In this data, count the lines in which "core" appears and give only that number.

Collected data

"""

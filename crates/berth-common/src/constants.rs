//! Fixed names, prefixes, and formats shared by the core and the CLI.

/// Binary name for the CLI.
pub const BIN_NAME: &str = "berth";

/// Per-project directory holding generated files and local state.
pub const STATE_DIR_NAME: &str = ".berth";

/// Default file name of the multi-container descriptor.
pub const DESCRIPTOR_FILENAME: &str = "Dockerrun.aws.json";

/// Only descriptor version understood by the translator.
pub const SUPPORTED_DESCRIPTOR_VERSION: &str = "2";

/// File name of the generated orchestration document.
pub const COMPOSE_FILENAME: &str = "docker-compose.yml";

/// File name of the persisted local state (setenv variables).
pub const LOCAL_STATE_FILENAME: &str = ".localstate";

/// Directory under the state directory that holds all logs.
pub const LOGS_DIR_NAME: &str = "logs";

/// Directory under [`LOGS_DIR_NAME`] that holds per-run local logs.
pub const HOST_LOGS_DIR_NAME: &str = "local";

/// Symlink in the local log root pointing at the newest run directory.
pub const LATEST_LOGS_LINK: &str = "latest";

/// `chrono` format used to name per-run host log directories.
pub const HOST_LOG_DIR_FORMAT: &str = "%y%m%d_%H%M%S%6f";

/// Application root inside the deployed container. Volume source paths under
/// it are rewritten relative to the local project root.
pub const APP_ROOT_PREFIX: &str = "/var/app/current/";

/// Logical volume name prefix marking a log volume.
pub const LOG_VOLUME_PREFIX: &str = "awseb-logs-";
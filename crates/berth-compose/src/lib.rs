//! # berth-compose
//!
//! Local translation core for multi-container applications.
//!
//! Handles:
//! - **Descriptor**: Parsing and validation of the multi-container descriptor.
//! - **Envvars**: Environment overlays with merge and removal semantics.
//! - **Volume**: Logical volume resolution and per-run host log directories.
//! - **Translator**: Container definition to compose service translation.
//! - **Emitter**: docker-compose document construction and writing.
//! - **State**: Persisted `setenv` variables.
//! - **Project**: The full local pipeline over a project directory.

pub mod descriptor;
pub mod emitter;
pub mod envvars;
pub mod project;
pub mod state;
pub mod translator;
pub mod volume;

mod fsio;

use std::collections::BTreeMap;
use std::path::Path;

use berth_common::error::Result;

use crate::descriptor::model::Descriptor;
use crate::emitter::ComposeDocument;
use crate::envvars::EnvironmentOverlay;
use crate::translator::Translator;
use crate::volume::DirectoryMaker;

/// Translates a descriptor into a docker-compose document.
///
/// `persisted` is the setenv layer and `cli` the one-shot layer layered over
/// it. `host_log` is the run's host log directory; without one, log volumes
/// that are not declared are skipped.
///
/// # Errors
///
/// Returns an error if any definition fails to translate. Nothing is
/// returned for the other definitions in that case.
pub fn translate_descriptor(
    descriptor: &Descriptor,
    project_root: &Path,
    host_log: Option<&Path>,
    persisted: &EnvironmentOverlay,
    cli: &EnvironmentOverlay,
    dirs: &dyn DirectoryMaker,
) -> Result<ComposeDocument> {
    let volume_map = volume::resolve_volume_map(&descriptor.volumes, project_root);
    let services = Translator::new(&volume_map, host_log, persisted, cli, dirs)
        .translate(&descriptor.definitions)?;
    emitter::emit(services)
}

/// Applies `NAME=VALUE` / `NAME=` tokens to the persisted variables.
///
/// Removals are resolved before saving, so deleted names disappear from the
/// state file instead of being carried forward.
///
/// # Errors
///
/// Returns an error if a token is malformed (before anything is read or
/// written), or if the state cannot be read or written.
pub fn set_environment_variables<I, S>(tokens: I, state_path: &Path) -> Result<()>
where
    I: IntoIterator<Item = S>,
    S: AsRef<str>,
{
    let update = EnvironmentOverlay::from_tokens(tokens)?;
    let merged = state::load_overlay(state_path)?.merge(&update);
    state::save_overlay(&merged.filtered(), state_path)?;
    tracing::info!(path = %state_path.display(), "updated persisted environment");
    Ok(())
}

/// Returns the persisted variables.
///
/// # Errors
///
/// Returns an error if the state file exists but cannot be read or parsed.
pub fn get_environment_variables(state_path: &Path) -> Result<BTreeMap<String, String>> {
    Ok(state::load_overlay(state_path)?.filtered().into_additions())
}
//! Logical volume resolution and host log directories.
//!
//! Declared volumes resolve to local paths once per run. Mount points whose
//! volume is not declared but carries the log-volume prefix resolve under a
//! per-run host log directory, allocated once and shared by every log mount
//! of that run.

use std::collections::BTreeMap;
use std::path::{Path, PathBuf};

use berth_common::constants::{
    APP_ROOT_PREFIX, HOST_LOG_DIR_FORMAT, LATEST_LOGS_LINK, LOG_VOLUME_PREFIX,
};
use berth_common::error::{BerthError, Result};
use chrono::{DateTime, Local};

use crate::descriptor::model::{Descriptor, VolumeDeclaration};

/// Maps logical volume names to local paths.
pub type VolumeMap = BTreeMap<String, PathBuf>;

/// Creates directories on behalf of the translator.
///
/// Injected so translation can be tested without touching the filesystem.
pub trait DirectoryMaker {
    /// Creates `path` and any missing parents. Succeeds if it already exists.
    ///
    /// # Errors
    ///
    /// Returns an error if the directory cannot be created.
    fn create_dir_all(&self, path: &Path) -> Result<()>;

    /// Creates `path` as a new, world-writable run directory, creating
    /// missing parents. Fails if `path` already exists.
    ///
    /// # Errors
    ///
    /// Returns an error if the directory exists or cannot be created.
    fn create_run_dir(&self, path: &Path) -> Result<()>;

    /// Points the symlink at `link` to `target`, replacing a previous link.
    ///
    /// Best effort: failures are not reported.
    fn relink(&self, _link: &Path, _target: &Path) {}
}

/// [`DirectoryMaker`] backed by the local filesystem.
#[derive(Debug, Clone, Copy, Default)]
pub struct FsDirectoryMaker;

impl DirectoryMaker for FsDirectoryMaker {
    fn create_dir_all(&self, path: &Path) -> Result<()> {
        std::fs::create_dir_all(path).map_err(|e| BerthError::io(path, e))
    }

    fn create_run_dir(&self, path: &Path) -> Result<()> {
        if let Some(parent) = path.parent() {
            self.create_dir_all(parent)?;
        }
        std::fs::create_dir(path).map_err(|e| BerthError::io(path, e))?;
        #[cfg(unix)]
        {
            use std::os::unix::fs::PermissionsExt;
            std::fs::set_permissions(path, std::fs::Permissions::from_mode(RUN_DIR_MODE))
                .map_err(|e| BerthError::io(path, e))?;
        }
        Ok(())
    }

    #[cfg(unix)]
    fn relink(&self, link: &Path, target: &Path) {
        let _ = std::fs::remove_file(link);
        if let Err(e) = std::os::unix::fs::symlink(target, link) {
            tracing::debug!(link = %link.display(), error = %e, "could not update latest log link");
        }
    }
}

/// Mode of per-run host log directories.
#[cfg(unix)]
const RUN_DIR_MODE: u32 = 0o777;

/// Where a mount point's host side comes from.
#[derive(Debug, Clone, PartialEq, Eq)]
pub enum MountSource {
    /// A declared volume, already resolved.
    Declared(PathBuf),
    /// A log volume under the run's host log directory. Must be created.
    Log(PathBuf),
    /// Neither declared nor a log volume; the mount point is skipped.
    Unresolved,
}

/// Resolves declared volumes to local paths.
///
/// Source paths under [`APP_ROOT_PREFIX`] are rewritten relative to
/// `project_root`; anything else is used verbatim.
pub fn resolve_volume_map(volumes: &[VolumeDeclaration], project_root: &Path) -> VolumeMap {
    volumes
        .iter()
        .map(|v| {
            let local = local_source_path(&v.source_path, project_root);
            tracing::debug!(volume = %v.name, path = %local.display(), "resolved volume");
            (v.name.clone(), local)
        })
        .collect()
}

fn local_source_path(source_path: &str, project_root: &Path) -> PathBuf {
    source_path.strip_prefix(APP_ROOT_PREFIX).map_or_else(
        || PathBuf::from(source_path),
        |relative| project_root.join(relative),
    )
}

/// Classifies the host side of a mount point.
///
/// A log volume only resolves when a host log directory is available.
pub fn classify_mount(
    source_volume: &str,
    volume_map: &VolumeMap,
    host_log: Option<&Path>,
) -> MountSource {
    if let Some(path) = volume_map.get(source_volume) {
        return MountSource::Declared(path.clone());
    }
    match (source_volume.strip_prefix(LOG_VOLUME_PREFIX), host_log) {
        (Some(dirname), Some(root)) => MountSource::Log(root.join(dirname)),
        _ => MountSource::Unresolved,
    }
}

/// Returns `true` if any mount point in the descriptor is a log volume that
/// is not covered by a declared volume.
pub fn needs_host_log(descriptor: &Descriptor, volume_map: &VolumeMap) -> bool {
    descriptor
        .definitions
        .iter()
        .flat_map(|d| &d.mount_points)
        .any(|m| {
            !volume_map.contains_key(&m.source_volume)
                && m.source_volume.starts_with(LOG_VOLUME_PREFIX)
        })
}

/// Path of a new per-run host log directory under `root_log_dir`.
pub fn new_host_log_path(root_log_dir: &Path, now: DateTime<Local>) -> PathBuf {
    root_log_dir.join(now.format(HOST_LOG_DIR_FORMAT).to_string())
}

/// Creates a fresh per-run host log directory and repoints `latest` at it.
///
/// # Errors
///
/// Returns an error if the directory already exists or cannot be created.
pub fn allocate_host_log(
    root_log_dir: &Path,
    now: DateTime<Local>,
    dirs: &dyn DirectoryMaker,
) -> Result<PathBuf> {
    let host_log = new_host_log_path(root_log_dir, now);
    dirs.create_run_dir(&host_log)?;
    dirs.relink(&root_log_dir.join(LATEST_LOGS_LINK), &host_log);
    tracing::info!(path = %host_log.display(), "allocated host log directory");
    Ok(host_log)
}

/// Returns the most recently modified run directory under `root_log_dir`,
/// ignoring the `latest` symlink. `None` if there are no runs yet, or if the
/// latest run left its directory empty.
///
/// # Errors
///
/// Returns an error if the directory exists but cannot be listed.
pub fn latest_host_log(root_log_dir: &Path) -> Result<Option<PathBuf>> {
    if !root_log_dir.is_dir() {
        return Ok(None);
    }
    let entries = std::fs::read_dir(root_log_dir).map_err(|e| BerthError::io(root_log_dir, e))?;

    let mut newest: Option<(std::time::SystemTime, PathBuf)> = None;
    for entry in entries {
        let entry = entry.map_err(|e| BerthError::io(root_log_dir, e))?;
        let path = entry.path();
        let meta = std::fs::symlink_metadata(&path).map_err(|e| BerthError::io(&path, e))?;
        if meta.file_type().is_symlink() || !meta.is_dir() {
            continue;
        }
        let modified = meta.modified().map_err(|e| BerthError::io(&path, e))?;
        if newest.as_ref().is_none_or(|(t, _)| modified >= *t) {
            newest = Some((modified, path));
        }
    }
    let Some((_, path)) = newest else {
        return Ok(None);
    };
    let mut contents = std::fs::read_dir(&path).map_err(|e| BerthError::io(&path, e))?;
    Ok(contents.next().is_some().then_some(path))
}

/// Records requested directories instead of creating them.
#[cfg(test)]
#[derive(Debug, Default)]
pub(crate) struct RecordingDirs {
    pub(crate) created: std::cell::RefCell<Vec<PathBuf>>,
    pub(crate) links: std::cell::RefCell<Vec<(PathBuf, PathBuf)>>,
}

#[cfg(test)]
impl DirectoryMaker for RecordingDirs {
    fn create_dir_all(&self, path: &Path) -> Result<()> {
        self.created.borrow_mut().push(path.to_path_buf());
        Ok(())
    }

    fn create_run_dir(&self, path: &Path) -> Result<()> {
        if self.created.borrow().iter().any(|p| p == path) {
            return Err(BerthError::io(
                path,
                std::io::Error::from(std::io::ErrorKind::AlreadyExists),
            ));
        }
        self.create_dir_all(path)
    }

    fn relink(&self, link: &Path, target: &Path) {
        self.links
            .borrow_mut()
            .push((link.to_path_buf(), target.to_path_buf()));
    }
}
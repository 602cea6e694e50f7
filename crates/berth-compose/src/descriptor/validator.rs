//! Semantic checks on a parsed descriptor.
//!
//! Runs after every definition has been converted, so errors here concern
//! relationships between definitions rather than individual fields.

use std::collections::HashSet;

use berth_common::constants::SUPPORTED_DESCRIPTOR_VERSION;
use berth_common::error::{BerthError, Result};
use serde_json::Value;

use super::model::Descriptor;

/// Checks the version marker of a raw descriptor document.
///
/// The marker may be a string or an integer.
///
/// # Errors
///
/// Returns [`BerthError::UnsupportedDescriptorVersion`] if the marker is
/// absent or is anything other than the supported version.
pub fn check_version(version: Option<&Value>) -> Result<()> {
    let found = match version {
        None | Some(Value::Null) => None,
        Some(Value::String(s)) => Some(s.clone()),
        Some(other) => Some(other.to_string()),
    };
    if found.as_deref() == Some(SUPPORTED_DESCRIPTOR_VERSION) {
        Ok(())
    } else {
        Err(BerthError::UnsupportedDescriptorVersion { found })
    }
}

/// Validates a descriptor for semantic correctness.
///
/// # Checks performed
///
/// 1. No two definitions share a name.
/// 2. Links naming an undefined container are reported (not rejected).
///
/// # Errors
///
/// Returns an error if a container name is defined twice.
pub fn validate(descriptor: &Descriptor) -> Result<()> {
    check_duplicate_names(descriptor)?;
    warn_unknown_links(descriptor);
    Ok(())
}

fn check_duplicate_names(descriptor: &Descriptor) -> Result<()> {
    let mut seen = HashSet::new();
    for def in &descriptor.definitions {
        if !seen.insert(def.name.as_str()) {
            return Err(BerthError::MalformedDescriptor {
                definition: def.name.clone(),
                message: "container name is defined more than once".into(),
            });
        }
    }
    Ok(())
}

fn warn_unknown_links(descriptor: &Descriptor) {
    let names: HashSet<&str> = descriptor
        .definitions
        .iter()
        .map(|d| d.name.as_str())
        .collect();

    for def in &descriptor.definitions {
        for link in def.links.iter().filter(|l| !names.contains(l.as_str())) {
            tracing::warn!(container = %def.name, link = %link, "link to undefined container");
        }
    }
}

#[cfg(test)]
mod tests {
    use serde_json::json;

    use super::*;
    use crate::descriptor::model::ContainerDefinition;

    fn make_definition(name: &str) -> ContainerDefinition {
        ContainerDefinition {
            name: name.into(),
            image: "img".into(),
            ..ContainerDefinition::default()
        }
    }

    #[test]
    fn version_accepts_string_and_integer() {
        assert!(check_version(Some(&json!("2"))).is_ok());
        assert!(check_version(Some(&json!(2))).is_ok());
    }

    #[test]
    fn version_rejects_missing_marker() {
        let err = check_version(None).unwrap_err();
        assert!(matches!(
            err,
            BerthError::UnsupportedDescriptorVersion { found: None }
        ));
    }

    #[test]
    fn version_rejects_single_container_format() {
        let err = check_version(Some(&json!(1))).unwrap_err();
        let msg = err.to_string();
        assert!(msg.contains('1'), "got: {msg}");
    }

    #[test]
    fn validate_empty_descriptor_succeeds() {
        assert!(validate(&Descriptor::default()).is_ok());
    }

    #[test]
    fn validate_duplicate_name_fails() {
        let descriptor = Descriptor {
            definitions: vec![make_definition("web"), make_definition("web")],
            volumes: Vec::new(),
        };
        let err = validate(&descriptor).unwrap_err();
        let msg = err.to_string();
        assert!(msg.contains("more than once"), "got: {msg}");
    }

    #[test]
    fn validate_unknown_link_is_not_an_error() {
        let mut web = make_definition("web");
        web.links = vec!["ghost".into()];
        let descriptor = Descriptor {
            definitions: vec![web],
            volumes: Vec::new(),
        };
        assert!(validate(&descriptor).is_ok());
    }
}
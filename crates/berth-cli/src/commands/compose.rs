//! `berth compose` — Translate the descriptor into docker-compose.yml.

use std::path::PathBuf;

use berth_compose::emitter;
use berth_compose::envvars::EnvironmentOverlay;
use berth_compose::project::LocalProject;
use clap::Args;

/// Arguments for the `compose` subcommand.
#[derive(Args, Debug)]
pub struct ComposeArgs {
    /// Path to the descriptor, if not `Dockerrun.aws.json` in the project root.
    #[arg(long)]
    pub descriptor: Option<PathBuf>,

    /// One-shot variables for this run only, e.g. `A=1,B=2,C=` (`C=` removes C).
    #[arg(long, default_value = "")]
    pub envvars: String,

    /// Write the document here instead of `.berth/docker-compose.yml`.
    #[arg(short, long, conflicts_with = "stdout")]
    pub output: Option<PathBuf>,

    /// Print the document instead of writing it.
    #[arg(long)]
    pub stdout: bool,
}

/// Executes the `compose` command.
///
/// # Errors
///
/// Returns an error if the overlay, descriptor, or state is invalid, or the
/// document cannot be written.
pub fn execute(project: &LocalProject, args: ComposeArgs) -> anyhow::Result<()> {
    let cli_env = EnvironmentOverlay::from_delimited(&args.envvars)?;

    let project = match args.descriptor {
        Some(path) => LocalProject::new(project.config().clone().with_descriptor(path)),
        None => project.clone(),
    };
    tracing::info!(
        descriptor = %project.config().descriptor_path.display(),
        "generating compose file"
    );

    if args.stdout {
        let outcome = project.compose_document(&cli_env)?;
        print!("{}", emitter::to_yaml(&outcome.document)?);
        return Ok(());
    }

    let outcome = project.make_compose(&cli_env, args.output.as_deref())?;
    if let Some(path) = &outcome.compose_path {
        println!("Wrote {}", path.display());
    }
    println!("Services: {}", crate::output::service_summary(&outcome.document));
    if let Some(host_log) = &outcome.host_log {
        println!("Logs: {}", host_log.display());
    }
    Ok(())
}
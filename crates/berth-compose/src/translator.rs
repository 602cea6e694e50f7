//! Container definition to service translation.
//!
//! Each container definition becomes one service entry: the name is
//! sanitized, links are aliased, ports and volumes are formatted, and the
//! environment is layered as descriptor, then persisted setenv state, then
//! one-shot overrides, with removals applied last.

use std::collections::BTreeMap;
use std::path::{Path, PathBuf};

use berth_common::error::{BerthError, Result};
use berth_common::types::{ServiceName, sanitize};

use crate::descriptor::model::{ContainerDefinition, MountPoint};
use crate::envvars::EnvironmentOverlay;
use crate::volume::{DirectoryMaker, MountSource, VolumeMap, classify_mount};

/// Suffix appended to a read-only volume specification.
const READ_ONLY_SUFFIX: &str = ":ro";

/// One translated service, before serialization.
#[derive(Debug, Clone, PartialEq, Eq)]
pub struct ServiceEntry {
    /// Sanitized service name.
    pub service_name: ServiceName,
    /// Image reference.
    pub image: String,
    /// Command override, empty if absent.
    pub command: Vec<String>,
    /// `host:container` port strings in descriptor order.
    pub ports: Vec<String>,
    /// `alias:original` link strings in descriptor order.
    pub links: Vec<String>,
    /// `host:container[:ro]` volume strings for resolved mount points.
    pub volumes: Vec<String>,
    /// Final merged and filtered environment.
    pub environment: BTreeMap<String, String>,
    /// Privileged flag, if the descriptor set one.
    pub privileged: Option<bool>,
}

/// Translates container definitions for a single run.
pub struct Translator<'a> {
    volume_map: &'a VolumeMap,
    host_log: Option<&'a Path>,
    overlay: EnvironmentOverlay,
    dirs: &'a dyn DirectoryMaker,
}

impl<'a> Translator<'a> {
    /// Creates a translator.
    ///
    /// `persisted` is the setenv layer and `cli` the one-shot layer; `cli`
    /// takes priority. `host_log` is the run's host log directory, if one was
    /// allocated.
    pub fn new(
        volume_map: &'a VolumeMap,
        host_log: Option<&'a Path>,
        persisted: &EnvironmentOverlay,
        cli: &EnvironmentOverlay,
        dirs: &'a dyn DirectoryMaker,
    ) -> Self {
        Self {
            volume_map,
            host_log,
            overlay: persisted.merge(cli),
            dirs,
        }
    }

    /// Translates every definition, preserving order.
    ///
    /// Log directories are only created once every definition has translated.
    ///
    /// # Errors
    ///
    /// Returns an error if a name sanitizes to nothing, two names collide
    /// after sanitization, or a log directory cannot be created.
    pub fn translate(&self, definitions: &[ContainerDefinition]) -> Result<Vec<ServiceEntry>> {
        let mut entries = Vec::with_capacity(definitions.len());
        let mut log_dirs = Vec::new();
        let mut owners: BTreeMap<ServiceName, &str> = BTreeMap::new();

        for def in definitions {
            let entry = self.translate_one(def, &mut log_dirs)?;
            if let Some(first) = owners.insert(entry.service_name.clone(), &def.name) {
                return Err(BerthError::DuplicateService {
                    service: entry.service_name.into_string(),
                    first: first.to_owned(),
                    second: def.name.clone(),
                });
            }
            entries.push(entry);
        }

        for dir in &log_dirs {
            self.dirs.create_dir_all(dir)?;
        }
        tracing::info!(services = entries.len(), "translated container definitions");
        Ok(entries)
    }

    fn translate_one(
        &self,
        def: &ContainerDefinition,
        log_dirs: &mut Vec<PathBuf>,
    ) -> Result<ServiceEntry> {
        let service_name = ServiceName::sanitize(&def.name)?;

        let links = def
            .links
            .iter()
            .map(|link| format!("{}:{link}", sanitize(link)))
            .collect();
        let ports = def.port_mappings.iter().map(ToString::to_string).collect();

        let environment = EnvironmentOverlay::from_additions(def.environment.clone())
            .merge(&self.overlay)
            .filtered()
            .into_additions();

        let volumes = def
            .mount_points
            .iter()
            .filter_map(|mp| self.volume_spec(&def.name, mp, log_dirs))
            .collect();

        Ok(ServiceEntry {
            service_name,
            image: def.image.clone(),
            command: def.command.clone(),
            ports,
            links,
            volumes,
            environment,
            privileged: def.privileged,
        })
    }

    fn volume_spec(
        &self,
        container: &str,
        mount: &MountPoint,
        log_dirs: &mut Vec<PathBuf>,
    ) -> Option<String> {
        let host_path = match classify_mount(&mount.source_volume, self.volume_map, self.host_log)
        {
            MountSource::Declared(path) => path,
            MountSource::Log(path) => {
                if !log_dirs.contains(&path) {
                    log_dirs.push(path.clone());
                }
                path
            }
            MountSource::Unresolved => {
                tracing::debug!(
                    container,
                    volume = %mount.source_volume,
                    "skipping mount point with unresolved volume"
                );
                return None;
            }
        };

        let mut spec = format!("{}:{}", host_path.display(), mount.container_path);
        if mount.read_only {
            spec.push_str(READ_ONLY_SUFFIX);
        }
        Some(spec)
    }
}
//! Environment variable overlays.
//!
//! An [`EnvironmentOverlay`] pairs variables to add or override with names
//! to remove. Overlays are layered with [`EnvironmentOverlay::merge`] from
//! lowest to highest priority and resolved with
//! [`EnvironmentOverlay::filtered`], where a removal always beats an addition.

use std::collections::{BTreeMap, BTreeSet};

use berth_common::error::{BerthError, Result};
use serde::{Deserialize, Serialize};

/// Immutable set of environment variable additions and removals.
#[derive(Debug, Clone, Default, PartialEq, Eq, Serialize, Deserialize)]
pub struct EnvironmentOverlay {
    #[serde(default)]
    additions: BTreeMap<String, String>,
    #[serde(default)]
    removals: BTreeSet<String>,
}

impl EnvironmentOverlay {
    /// Creates an overlay from explicit additions and removals.
    #[must_use]
    pub const fn new(additions: BTreeMap<String, String>, removals: BTreeSet<String>) -> Self {
        Self {
            additions,
            removals,
        }
    }

    /// Creates an overlay that only adds variables.
    #[must_use]
    pub const fn from_additions(additions: BTreeMap<String, String>) -> Self {
        Self::new(additions, BTreeSet::new())
    }

    /// Parses `NAME=VALUE` tokens. `NAME=` marks `NAME` for removal.
    ///
    /// A name given both a value and a removal keeps both; the removal wins
    /// once the overlay is filtered.
    ///
    /// # Errors
    ///
    /// Returns [`BerthError::MalformedOverlayToken`] for the first token that
    /// is not of the form `NAME=VALUE`.
    pub fn from_tokens<I, S>(tokens: I) -> Result<Self>
    where
        I: IntoIterator<Item = S>,
        S: AsRef<str>,
    {
        let mut additions = BTreeMap::new();
        let mut removals = BTreeSet::new();

        for token in tokens {
            let (name, value) = split_token(token.as_ref())?;
            if value.is_empty() {
                let _ = removals.insert(name.to_owned());
            } else {
                let _ = additions.insert(name.to_owned(), value.to_owned());
            }
        }

        Ok(Self::new(additions, removals))
    }

    /// Parses a comma-separated list of tokens, as accepted by `--envvars`.
    ///
    /// # Errors
    ///
    /// Returns [`BerthError::MalformedOverlayToken`] if any token is invalid.
    pub fn from_delimited(input: &str) -> Result<Self> {
        if input.is_empty() {
            return Ok(Self::default());
        }
        Self::from_tokens(input.split(','))
    }

    /// Variables to add or override.
    pub const fn additions(&self) -> &BTreeMap<String, String> {
        &self.additions
    }

    /// Names to remove.
    pub const fn removals(&self) -> &BTreeSet<String> {
        &self.removals
    }

    /// Returns `true` if the overlay neither adds nor removes anything.
    pub fn is_empty(&self) -> bool {
        self.additions.is_empty() && self.removals.is_empty()
    }

    /// Layers `higher_priority` on top of `self`.
    ///
    /// On a key present in both, the value from `higher_priority` wins.
    /// Removals from both sides are kept and only applied by [`Self::filtered`].
    #[must_use]
    pub fn merge(&self, higher_priority: &Self) -> Self {
        let mut additions = self.additions.clone();
        additions.extend(
            higher_priority
                .additions
                .iter()
                .map(|(k, v)| (k.clone(), v.clone())),
        );
        let removals = self.removals.union(&higher_priority.removals).cloned().collect();
        Self::new(additions, removals)
    }

    /// Applies the pending removals, returning an overlay with no removals.
    #[must_use]
    pub fn filtered(&self) -> Self {
        let additions = self
            .additions
            .iter()
            .filter(|(k, _)| !self.removals.contains(*k))
            .map(|(k, v)| (k.clone(), v.clone()))
            .collect();
        Self::from_additions(additions)
    }

    /// Consumes the overlay, returning its additions.
    #[must_use]
    pub fn into_additions(self) -> BTreeMap<String, String> {
        self.additions
    }
}

fn split_token(token: &str) -> Result<(&str, &str)> {
    let malformed = || BerthError::MalformedOverlayToken {
        token: token.to_owned(),
    };
    let (name, value) = token.split_once('=').ok_or_else(malformed)?;
    if !is_valid_name(name) {
        return Err(malformed());
    }
    Ok((name, value))
}

fn is_valid_name(name: &str) -> bool {
    let mut chars = name.chars();
    let Some(first) = chars.next() else {
        return false;
    };
    let first_ok = first.is_alphanumeric() || "_\\.:/+@-".contains(first);
    first_ok && chars.all(|c| c != '"')
}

"""

◆ **RESULT OF THIS TASK**: 2